Certainly did! For the last ten years or so, the Australian government and business community has been increasingly using the highly sophisticated American Model to manipulate public opinion. At root, it's very simple. A totalitarian society is unsuitable for running a business-oriented economy. Democracy works, but only if the establishment manipulates public opinion to keep it relatively docile. Madison, whose ideas and values were largely responsible for framing the American consititution was strongly of the opinion that you had to control what the mass of the population thought. During the First World War American government began to put a lot of serious effort into researching ways of manipulating the opinions of the electorate. Labour gains in the inter-war period stimulated American business to follow suit and the 'Mohawk Valley Formula was evolved. Today, keeping the American population in line is a multii-billion dollar industry.
The idea is to quietly indoctrinate the population from birth in establishment values. This is done through schools, colleges, community organisations and the media, including Hollywood. The story of how the business community influenced thes institutions to promote their interests is fascinating - if scary. They system allows a degree of debate in the media to give an illusion of free speech and free thinking but the limits of the debate are set by the limits of disagreement within the business community. It's very effective and mostly you don't realise it is happening.

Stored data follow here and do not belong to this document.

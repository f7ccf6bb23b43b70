#![deny(
    unsafe_code,
    missing_docs,
    dead_code,
    unused_results,
    non_snake_case,
    unreachable_pub
)]

//! Pure collision checks used by the world before it moves the snake.
//!
//! Every function here inspects an immutable snake snapshot and a candidate
//! head cell; nothing is cached between calls.

use snake_core::{Cell, GridSize};

/// Obstacle the candidate head would run into.
#[derive(Clone, Copy, Debug, PartialEq, Eq, Hash)]
pub enum Collision {
    /// The candidate lies outside the grid.
    Wall,
    /// The candidate overlaps a body cell that stays occupied after the move.
    SelfIntersection,
}

/// Reports whether `candidate` lies outside the grid.
#[must_use]
pub fn hits_wall(grid: GridSize, candidate: Cell) -> bool {
    !grid.contains(candidate)
}

/// Reports whether `candidate` overlaps the body as it will be after the move.
///
/// `body` is ordered head first. When the snake is not eating, its current
/// tail cell is vacated during the move and is therefore excluded; when it is
/// eating the tail stays put and the whole body is checked.
#[must_use]
pub fn hits_body<'a, I>(body: I, candidate: Cell, eating: bool) -> bool
where
    I: IntoIterator<Item = &'a Cell>,
    I::IntoIter: ExactSizeIterator,
{
    let body = body.into_iter();
    let checked = if eating {
        body.len()
    } else {
        body.len().saturating_sub(1)
    };
    body.take(checked).any(|cell| *cell == candidate)
}

/// Runs the wall check followed by the self-intersection check.
#[must_use]
pub fn detect<'a, I>(grid: GridSize, body: I, candidate: Cell, eating: bool) -> Option<Collision>
where
    I: IntoIterator<Item = &'a Cell>,
    I::IntoIter: ExactSizeIterator,
{
    if hits_wall(grid, candidate) {
        return Some(Collision::Wall);
    }

    if hits_body(body, candidate, eating) {
        return Some(Collision::SelfIntersection);
    }

    None
}

#[cfg(test)]
mod tests {
    use super::*;

    #[test]
    fn wall_takes_precedence_over_body() {
        let grid = GridSize::new(2, 2);
        let body = [Cell::new(0, 0)];
        assert_eq!(
            detect(grid, body.iter(), Cell::new(-1, 0), true),
            Some(Collision::Wall)
        );
    }

    #[test]
    fn single_cell_snake_never_hits_itself_when_moving() {
        let body = [Cell::new(4, 4)];
        assert!(!hits_body(body.iter(), Cell::new(4, 4), false));
        assert!(hits_body(body.iter(), Cell::new(4, 4), true));
    }
}
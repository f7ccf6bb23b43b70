#![deny(
    unsafe_code,
    missing_docs,
    dead_code,
    unused_results,
    non_snake_case,
    unreachable_pub
)]

//! Seeded food placement.
//!
//! Food is drawn uniformly over the whole grid and re-drawn while it lands on
//! the snake. Rejection sampling is capped; once the cap is hit the placer
//! scans for the remaining free cells and picks one of those instead, so a
//! crowded board never stalls the tick and a full board is reported as
//! [`FoodPlacementError::BoardFull`].

use std::collections::HashSet;

use rand::{Rng, SeedableRng};
use rand_chacha::ChaCha8Rng;
use snake_core::{Cell, GridSize};
use thiserror::Error;
use tracing::debug;

/// Number of uniform draws attempted before falling back to a free-cell scan.
pub const MAX_REJECTION_SAMPLES: usize = 100;

/// Reasons food could not be placed.
#[derive(Clone, Copy, Debug, PartialEq, Eq, Error)]
pub enum FoodPlacementError {
    /// Every cell of the grid is occupied by the snake.
    #[error("no free cell left on a {width}x{height} grid")]
    BoardFull {
        /// Grid columns.
        width: u32,
        /// Grid rows.
        height: u32,
    },
}

/// Deterministic food placer driven by a seeded ChaCha generator.
#[derive(Clone, Debug)]
pub struct FoodPlacer {
    rng: ChaCha8Rng,
    seed: u64,
}

impl FoodPlacer {
    /// Creates a placer whose sequence of placements is fixed by `seed`.
    #[must_use]
    pub fn new(seed: u64) -> Self {
        Self {
            rng: ChaCha8Rng::seed_from_u64(seed),
            seed,
        }
    }

    /// Seed the placer was created with.
    #[must_use]
    pub const fn seed(&self) -> u64 {
        self.seed
    }

    /// Picks a cell that is inside `grid` and not occupied by `snake`.
    pub fn place<'a, I>(&mut self, snake: I, grid: GridSize) -> Result<Cell, FoodPlacementError>
    where
        I: IntoIterator<Item = &'a Cell>,
    {
        let board_full = FoodPlacementError::BoardFull {
            width: grid.width(),
            height: grid.height(),
        };
        if grid.cell_count() == 0 {
            return Err(board_full);
        }

        let occupied: HashSet<Cell> = snake.into_iter().copied().collect();

        for attempt in 0..MAX_REJECTION_SAMPLES {
            let candidate = self.sample(grid);
            if !occupied.contains(&candidate) {
                debug!(?candidate, attempt, "food placed by sampling");
                return Ok(candidate);
            }
        }

        let free: Vec<Cell> = grid
            .cells()
            .filter(|cell| !occupied.contains(cell))
            .collect();
        if free.is_empty() {
            return Err(board_full);
        }

        let choice = free[self.rng.gen_range(0..free.len())];
        debug!(?choice, free = free.len(), "food placed from free-cell scan");
        Ok(choice)
    }

    fn sample(&mut self, grid: GridSize) -> Cell {
        let x = self.rng.gen_range(0..grid.width());
        let y = self.rng.gen_range(0..grid.height());
        Cell::new(
            i32::try_from(x).unwrap_or(i32::MAX),
            i32::try_from(y).unwrap_or(i32::MAX),
        )
    }
}
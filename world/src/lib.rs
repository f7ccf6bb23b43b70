#![deny(
    unsafe_code,
    missing_docs,
    dead_code,
    unused_results,
    non_snake_case,
    unreachable_pub
)]

//! Authoritative world state management for Snake.

mod state;

use snake_core::{Command, ConfigError, Event, GameConfig, WELCOME_BANNER};
use snake_system_food::FoodPlacer;
use tracing::{info, warn};

pub use state::{GameState, StateError, Transition};

/// Represents the authoritative Snake world.
#[derive(Clone, Debug)]
pub struct World {
    banner: &'static str,
    config: GameConfig,
    state: GameState,
    food: FoodPlacer,
}

impl World {
    /// Creates a paused world laid out according to `config`.
    ///
    /// Food placement is driven by `seed`, so identical seeds and commands
    /// replay identical games.
    pub fn new(config: GameConfig, seed: u64) -> Result<Self, ConfigError> {
        let state = GameState::initial(&config, true)?;
        info!(
            width = state.grid().width(),
            height = state.grid().height(),
            seed,
            "world created"
        );
        Ok(Self::from_state(config, state, seed))
    }

    /// Wraps an already constructed state, typically one built for a test.
    #[must_use]
    pub fn from_state(config: GameConfig, state: GameState, seed: u64) -> Self {
        Self {
            banner: WELCOME_BANNER,
            config,
            state,
            food: FoodPlacer::new(seed),
        }
    }

    fn restart(&mut self, out_events: &mut Vec<Event>) {
        match GameState::initial(&self.config, false) {
            Ok(state) => {
                self.state = state;
                info!(seed = self.food.seed(), "new game started");
                out_events.push(Event::GameRestarted);
            }
            Err(error) => {
                // Only reachable through `from_state` with an invalid config.
                warn!(%error, "cannot restart with the stored configuration");
            }
        }
    }
}

/// Applies the provided command to the world, mutating state deterministically.
pub fn apply(world: &mut World, command: Command, out_events: &mut Vec<Event>) {
    match command {
        Command::Tick => {
            let transition = world.state.tick(&mut world.food);
            world.state = transition.state;
            out_events.extend(transition.events);
        }
        Command::QueueDirection { direction } => {
            world.state.queue_direction(direction, out_events);
        }
        Command::Play => world.state.set_paused(false, out_events),
        Command::Pause => world.state.set_paused(true, out_events),
        Command::ChangeSpeed { delta } => world.state.change_speed(delta, out_events),
        Command::NewGame => world.restart(out_events),
    }
}

/// Query functions that provide read-only access to the world state.
pub mod query {
    use std::time::Duration;

    use super::{GameState, World};
    use snake_core::{
        Cell, Direction, GameConfig, GameOverReason, GameSnapshot, GameStatus, GridSize,
    };

    /// Retrieves the welcome banner that adapters may display to players.
    #[must_use]
    pub fn welcome_banner(world: &World) -> &'static str {
        world.banner
    }

    /// Provides read-only access to the complete game state.
    #[must_use]
    pub fn state(world: &World) -> &GameState {
        &world.state
    }

    /// Captures an owned snapshot suitable for handing to a renderer.
    #[must_use]
    pub fn snapshot(world: &World) -> GameSnapshot {
        world.state.snapshot()
    }

    /// Configuration the world was created with.
    #[must_use]
    pub fn config(world: &World) -> &GameConfig {
        &world.config
    }

    /// Snake cells, head first.
    #[must_use]
    pub fn snake(world: &World) -> Vec<Cell> {
        world.state.snake().iter().copied().collect()
    }

    /// Direction currently in effect.
    #[must_use]
    pub fn direction(world: &World) -> Direction {
        world.state.direction()
    }

    /// Turn waiting for the next tick.
    #[must_use]
    pub fn pending_direction(world: &World) -> Option<Direction> {
        world.state.pending_direction()
    }

    /// Cell holding the food, when any is on the board.
    #[must_use]
    pub fn food(world: &World) -> Option<Cell> {
        world.state.food()
    }

    /// Current score.
    #[must_use]
    pub fn score(world: &World) -> u32 {
        world.state.score()
    }

    /// Current speed factor.
    #[must_use]
    pub fn speed_factor(world: &World) -> u32 {
        world.state.speed_factor()
    }

    /// Current state machine status.
    #[must_use]
    pub fn status(world: &World) -> GameStatus {
        world.state.status()
    }

    /// Grid the game is played on.
    #[must_use]
    pub fn grid(world: &World) -> GridSize {
        world.state.grid()
    }

    /// Why the game ended, once it has.
    #[must_use]
    pub fn game_over_reason(world: &World) -> Option<GameOverReason> {
        world.state.game_over_reason()
    }

    /// Time between ticks at the current speed factor.
    #[must_use]
    pub fn tick_interval(world: &World) -> Duration {
        world.config.base_tick_interval() / world.state.speed_factor().max(1)
    }
}
#![deny(
    unsafe_code,
    missing_docs,
    dead_code,
    unused_results,
    non_snake_case,
    unreachable_pub
)]

//! Shared rendering contracts for Snake adapters.

mod geometry;
mod segments;
mod surface;

use anyhow::Result as AnyResult;
use snake_core::{ConfigError, Direction, GameSnapshot, GameStatus};
use std::{error::Error, fmt, time::Duration};

pub use geometry::{BoardGeometry, Rect, Sector};
pub use segments::{draw_segment, render_game, segment_shapes, SegmentShape};
pub use surface::{DrawCommand, Surface};

/// RGBA color used when presenting frames.
#[derive(Clone, Copy, Debug, PartialEq)]
pub struct Color {
    /// Red channel intensity in the range 0.0..=1.0.
    pub red: f32,
    /// Green channel intensity in the range 0.0..=1.0.
    pub green: f32,
    /// Blue channel intensity in the range 0.0..=1.0.
    pub blue: f32,
    /// Alpha channel intensity in the range 0.0..=1.0.
    pub alpha: f32,
}

impl Color {
    /// Creates a new color from floating point channels.
    #[must_use]
    pub const fn new(red: f32, green: f32, blue: f32, alpha: f32) -> Self {
        Self {
            red,
            green,
            blue,
            alpha,
        }
    }

    /// Creates an opaque color from byte RGB values.
    #[must_use]
    pub const fn from_rgb_u8(red: u8, green: u8, blue: u8) -> Self {
        Self {
            red: red as f32 / 255.0,
            green: green as f32 / 255.0,
            blue: blue as f32 / 255.0,
            alpha: 1.0,
        }
    }
}

/// Colors used by the game renderer.
#[derive(Clone, Copy, Debug, PartialEq)]
pub struct Palette {
    /// Color the board is cleared to each frame.
    pub background: Color,
    /// Snake body and head.
    pub snake: Color,
    /// Food disc.
    pub food: Color,
    /// Translucent rectangle drawn behind the game-over image.
    pub game_over_backdrop: Color,
}

impl Default for Palette {
    fn default() -> Self {
        Self {
            background: Color::from_rgb_u8(255, 255, 255),
            snake: Color::from_rgb_u8(0, 0, 0),
            food: Color::from_rgb_u8(255, 0, 0),
            game_over_backdrop: Color::new(1.0, 1.0, 1.0, 0.3),
        }
    }
}

/// Images that backends resolve from their asset manifest.
#[derive(Clone, Copy, Debug, PartialEq, Eq, Hash)]
pub enum ImageKey {
    /// Banner shown once the game has ended.
    GameOver,
}

impl ImageKey {
    /// Every image the renderer may request.
    pub const ALL: [ImageKey; 1] = [ImageKey::GameOver];

    /// Name used for the image in asset manifests.
    #[must_use]
    pub const fn manifest_name(self) -> &'static str {
        match self {
            Self::GameOver => "GameOver",
        }
    }

    /// Looks up an image by its manifest name.
    #[must_use]
    pub fn from_manifest_name(name: &str) -> Option<Self> {
        Self::ALL
            .into_iter()
            .find(|key| key.manifest_name() == name)
    }
}

/// Control-panel buttons and their keyboard equivalents.
#[derive(Clone, Copy, Debug, PartialEq, Eq, Hash)]
pub enum ControlAction {
    /// Resume a paused game.
    Play,
    /// Pause a running game.
    Pause,
    /// Lower the speed factor by one.
    SpeedDown,
    /// Raise the speed factor by one.
    SpeedUp,
    /// Start over after the game has ended.
    NewGame,
}

impl ControlAction {
    /// Text shown on the control-panel button.
    #[must_use]
    pub const fn label(self) -> &'static str {
        match self {
            Self::Play => "Play",
            Self::Pause => "Pause",
            Self::SpeedDown => "-",
            Self::SpeedUp => "+",
            Self::NewGame => "New Game",
        }
    }
}

/// Which control-panel buttons are currently offered.
#[derive(Clone, Copy, Debug, PartialEq, Eq)]
pub struct ControlPanelView {
    /// Play button visible.
    pub play: bool,
    /// Pause button visible.
    pub pause: bool,
    /// Speed down and speed up buttons visible.
    pub speed: bool,
    /// New game button visible.
    pub new_game: bool,
}

impl ControlPanelView {
    /// Derives the visible controls from the game status.
    #[must_use]
    pub const fn for_status(status: GameStatus) -> Self {
        match status {
            GameStatus::Paused => Self {
                play: true,
                pause: false,
                speed: true,
                new_game: false,
            },
            GameStatus::Running => Self {
                play: false,
                pause: true,
                speed: true,
                new_game: false,
            },
            GameStatus::GameOver => Self {
                play: false,
                pause: false,
                speed: false,
                new_game: true,
            },
        }
    }

    /// Visible actions in the order they are laid out.
    #[must_use]
    pub fn actions(&self) -> Vec<ControlAction> {
        let mut actions = Vec::with_capacity(4);
        if self.play {
            actions.push(ControlAction::Play);
        }
        if self.pause {
            actions.push(ControlAction::Pause);
        }
        if self.speed {
            actions.extend([ControlAction::SpeedDown, ControlAction::SpeedUp]);
        }
        if self.new_game {
            actions.push(ControlAction::NewGame);
        }
        actions
    }

    /// Whether `action` is currently offered.
    #[must_use]
    pub const fn allows(&self, action: ControlAction) -> bool {
        match action {
            ControlAction::Play => self.play,
            ControlAction::Pause => self.pause,
            ControlAction::SpeedDown | ControlAction::SpeedUp => self.speed,
            ControlAction::NewGame => self.new_game,
        }
    }
}

/// Input snapshot gathered by adapters before updating the frame.
#[derive(Clone, Debug, PartialEq, Eq, Default)]
pub struct FrameInput {
    /// Most recent arrow-key direction pressed this frame.
    pub direction: Option<Direction>,
    /// Control actions triggered this frame, in the order they happened.
    pub actions: Vec<ControlAction>,
}

/// Read-only view of the game that backends draw each frame.
#[derive(Clone, Debug, PartialEq, Eq)]
pub struct Frame {
    /// Snapshot of the game state.
    pub game: GameSnapshot,
    /// Controls offered alongside the board.
    pub control_panel: ControlPanelView,
}

impl Frame {
    /// Creates a frame for `game`.
    #[must_use]
    pub fn new(game: GameSnapshot) -> Self {
        let control_panel = ControlPanelView::for_status(game.status);
        Self {
            game,
            control_panel,
        }
    }

    /// Replaces the snapshot and the controls derived from it.
    pub fn update(&mut self, game: GameSnapshot) {
        self.control_panel = ControlPanelView::for_status(game.status);
        self.game = game;
    }
}

/// Presentation descriptor consumed by rendering backends.
#[derive(Clone, Debug, PartialEq)]
pub struct Presentation {
    /// Title used by the created window.
    pub window_title: String,
    /// Pixel layout of the board.
    pub geometry: BoardGeometry,
    /// Colors used to draw the game.
    pub palette: Palette,
    /// Frame shown before the first update.
    pub frame: Frame,
}

impl Presentation {
    /// Constructs a new presentation descriptor.
    #[must_use]
    pub fn new<T>(window_title: T, geometry: BoardGeometry, palette: Palette, frame: Frame) -> Self
    where
        T: Into<String>,
    {
        Self {
            window_title: window_title.into(),
            geometry,
            palette,
            frame,
        }
    }
}

/// Rendering backend capable of presenting Snake frames.
pub trait RenderingBackend {
    /// Runs the rendering backend until it is requested to exit.
    ///
    /// The provided `update_frame` closure receives the real frame delta and
    /// the input captured by the adapter, and replaces the frame before it is
    /// drawn.
    fn run<F>(self, presentation: Presentation, update_frame: F) -> AnyResult<()>
    where
        F: FnMut(Duration, FrameInput, &mut Frame) + 'static;
}

/// Errors that can occur when constructing rendering descriptors.
#[derive(Debug, PartialEq, Eq)]
pub enum RenderingError {
    /// Cells must be at least one pixel wide.
    ZeroCellSize,
    /// The board configuration does not describe a valid grid.
    InvalidBoard {
        /// Validation failure reported by the configuration.
        source: ConfigError,
    },
}

impl fmt::Display for RenderingError {
    fn fmt(&self, f: &mut fmt::Formatter<'_>) -> fmt::Result {
        match self {
            Self::ZeroCellSize => write!(f, "cell size must be positive"),
            Self::InvalidBoard { source } => write!(f, "invalid board: {source}"),
        }
    }
}

impl Error for RenderingError {
    fn source(&self) -> Option<&(dyn Error + 'static)> {
        match self {
            Self::ZeroCellSize => None,
            Self::InvalidBoard { source } => Some(source),
        }
    }
}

I'm pretty cynical about politics, but I was shocked when I discovered just how well organised this process is. There's no secret about it. It's all very well documented - if you know where to look.
Posted: Fri Sep 16, 2005 2:39 am
by Ham Hock
What a coincidence, I was just watching "Mad Max" for the umpteenth time. Remember the one where the villans are the motorcycle gang?
Posted: Fri Sep 16, 2005 6:50 am
by BuzZz
That's interesting Wolf.
So is that why so many Americans are so rabidily(blindly?) patriotic? These government opinion forming techniques(mind-control?) ingrained from birth causing the populace to be so ferociously America-centered? One good thing I've noticed over the last decade or so, is that many Americans are far less arrogant about it. It's almost like some of them realized that there is a whole, much bigger, portion of the planet that resides outside thier borders.....
I'll tell you one thing for free..... we could use some of them manuals here in Canukville. As over-the-top as America's attitude can be, ours is so understated and meek as to be embarassing.